Still, many challenges remain. Before the slight rebound in recent years, most medical associations watched their numbers drop for several decades. In the 1950s, 75% of American doctors were members of the American Medical Association. The Australian Medical Association had its “heyday” a half-century ago, “when almost all medical practitioners were members,” noted one health scholar.
Even the CMA, though it boasts a much stronger market share, has expressed concerns about remaining relevant in the modern age of medicine. “The Internet, with its ease of access to information and social media platforms, has replaced many of the benefits that associations like ours used to offer,” Dr. Brian Brodie, chair of the CMA board of directors, said at the association’s annual meeting in August.
A major issue is the difficulty of finding common ground among doctors in disparate specialties, geographic locations, practice set-ups and life-stages. Dean West, president of the Association Laboratory, a Chicago-based consulting firm for professional associations, says that today’s doctors have a plethora of choices of organizations that can represent them, from specialty organizations to large practice networks to advocacy groups. “These didn’t exist for doctors 30 years ago,” he says. Almost 80% of US physicians are members of specialty societies.

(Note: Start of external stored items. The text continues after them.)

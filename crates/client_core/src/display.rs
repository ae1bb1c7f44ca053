//! Display values derived from API records: prices, stars, promotions,
//! category filters and the rating chart.

use chrono::{DateTime, Utc};
use shared::protocol::{Dish, ScoreOverview};

pub const ALL_CATEGORIES: &str = "All";
const VND_SYMBOL: &str = "₫";

/// Formats an amount as Vietnamese dong: no decimals, `.` between thousands.
pub fn format_vnd(amount: f64) -> String {
    let amount = if amount.is_finite() { amount.round() } else { 0.0 };
    let digits = format!("{:.0}", amount.abs());

    let mut grouped = String::with_capacity(digits.len() + digits.len() / 3);
    for (index, digit) in digits.chars().enumerate() {
        if index > 0 && (digits.len() - index) % 3 == 0 {
            grouped.push('.');
        }
        grouped.push(digit);
    }

    let sign = if amount < 0.0 { "-" } else { "" };
    format!("{sign}{grouped} {VND_SYMBOL}")
}

#[derive(Debug, Clone, Copy, PartialEq, Eq)]
pub struct StarRating {
    pub full: u32,
    pub half: bool,
}

impl StarRating {
    /// Unrated items still show a single star. The half star appears when
    /// `avg % round(avg)` exceeds one half, with `round` rounding .5 up.
    pub fn from_average(average: f64) -> Self {
        let full = if average > 0.0 {
            average.floor() as u32
        } else {
            1
        };
        let rounded = (average + 0.5).floor();
        Self {
            full,
            half: average % rounded > 0.5,
        }
    }
}

/// Lowest promotional price among promotions still running at `now`.
pub fn active_promotional_price(dish: &Dish, now: DateTime<Utc>) -> Option<f64> {
    dish.promotions
        .iter()
        .filter(|promotion| promotion.ends_at > now)
        .map(|promotion| promotion.promotional_price)
        .reduce(f64::min)
}

#[derive(Debug, Clone, PartialEq, Eq)]
pub struct PriceTag {
    pub regular: String,
    /// Present while a promotion runs; the regular price is then shown struck.
    pub promotional: Option<String>,
}

pub fn price_tag(dish: &Dish, now: DateTime<Utc>) -> PriceTag {
    PriceTag {
        regular: format_vnd(dish.price),
        promotional: active_promotional_price(dish, now).map(format_vnd),
    }
}

pub fn filter_by_category<'a>(dishes: &'a [Dish], selection: &str) -> Vec<&'a Dish> {
    dishes
        .iter()
        .filter(|dish| {
            selection == ALL_CATEGORIES || dish.categories.iter().any(|c| c == selection)
        })
        .collect()
}

#[derive(Debug, Clone, Copy, PartialEq, Eq)]
pub struct RatingBucket {
    pub label: &'static str,
    pub stars: u8,
    pub count: u64,
}

/// Star counts summed over many restaurants, five stars first.
pub fn rating_distribution<'a>(
    scores: impl IntoIterator<Item = &'a ScoreOverview>,
) -> [RatingBucket; 5] {
    let mut buckets = [
        RatingBucket { label: "5 Stars", stars: 5, count: 0 },
        RatingBucket { label: "4 Stars", stars: 4, count: 0 },
        RatingBucket { label: "3 Stars", stars: 3, count: 0 },
        RatingBucket { label: "2 Stars", stars: 2, count: 0 },
        RatingBucket { label: "1 Star", stars: 1, count: 0 },
    ];
    for score in scores {
        let counts = [
            score.five_stars,
            score.four_stars,
            score.three_stars,
            score.two_stars,
            score.one_star,
        ];
        for (bucket, count) in buckets.iter_mut().zip(counts) {
            bucket.count += u64::from(count);
        }
    }
    buckets
}

pub fn truncate(text: &str, max_chars: usize) -> String {
    match text.char_indices().nth(max_chars) {
        Some((cut, _)) => format!("{}...", &text[..cut]),
        None => text.to_string(),
    }
}

#[cfg(test)]
#[path = "tests/display_tests.rs"]
mod tests;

Politics and labour disputes can also affect membership rates. The American Medical Association lost some members due to its position in favour of Obamacare, but, according to Madara, more doctors were attracted to the AMA because of its strong advocacy to preserve insurance for those previously uninsured. In the United Kingdom, many junior doctors used social media to declare they were cancelling their British Medical Association memberships because of its unwillingness to support them in a labour dispute with the government.
Amid this complicated landscape, medical associations should figure out what doctors are getting from competing organizations and look for gaps, suggests West. For instance, the CMA’s growth has been attributed in part to its popular financial services, such as the financial planning and trust services provided by MD Financial. The CMA’s focus on physician wellness has been another recent attraction, says Smith.
As for the American Medical Association, Madara credits the association’s focus on technological innovation as one major reason behind the membership growth. In October, for example, it launched a data model for electronic medical records to make it easier to share information. The Australian Medical Association is also focusing on increasing its digital services, so that members can provide input on policies or seek time-sensitive career advice online.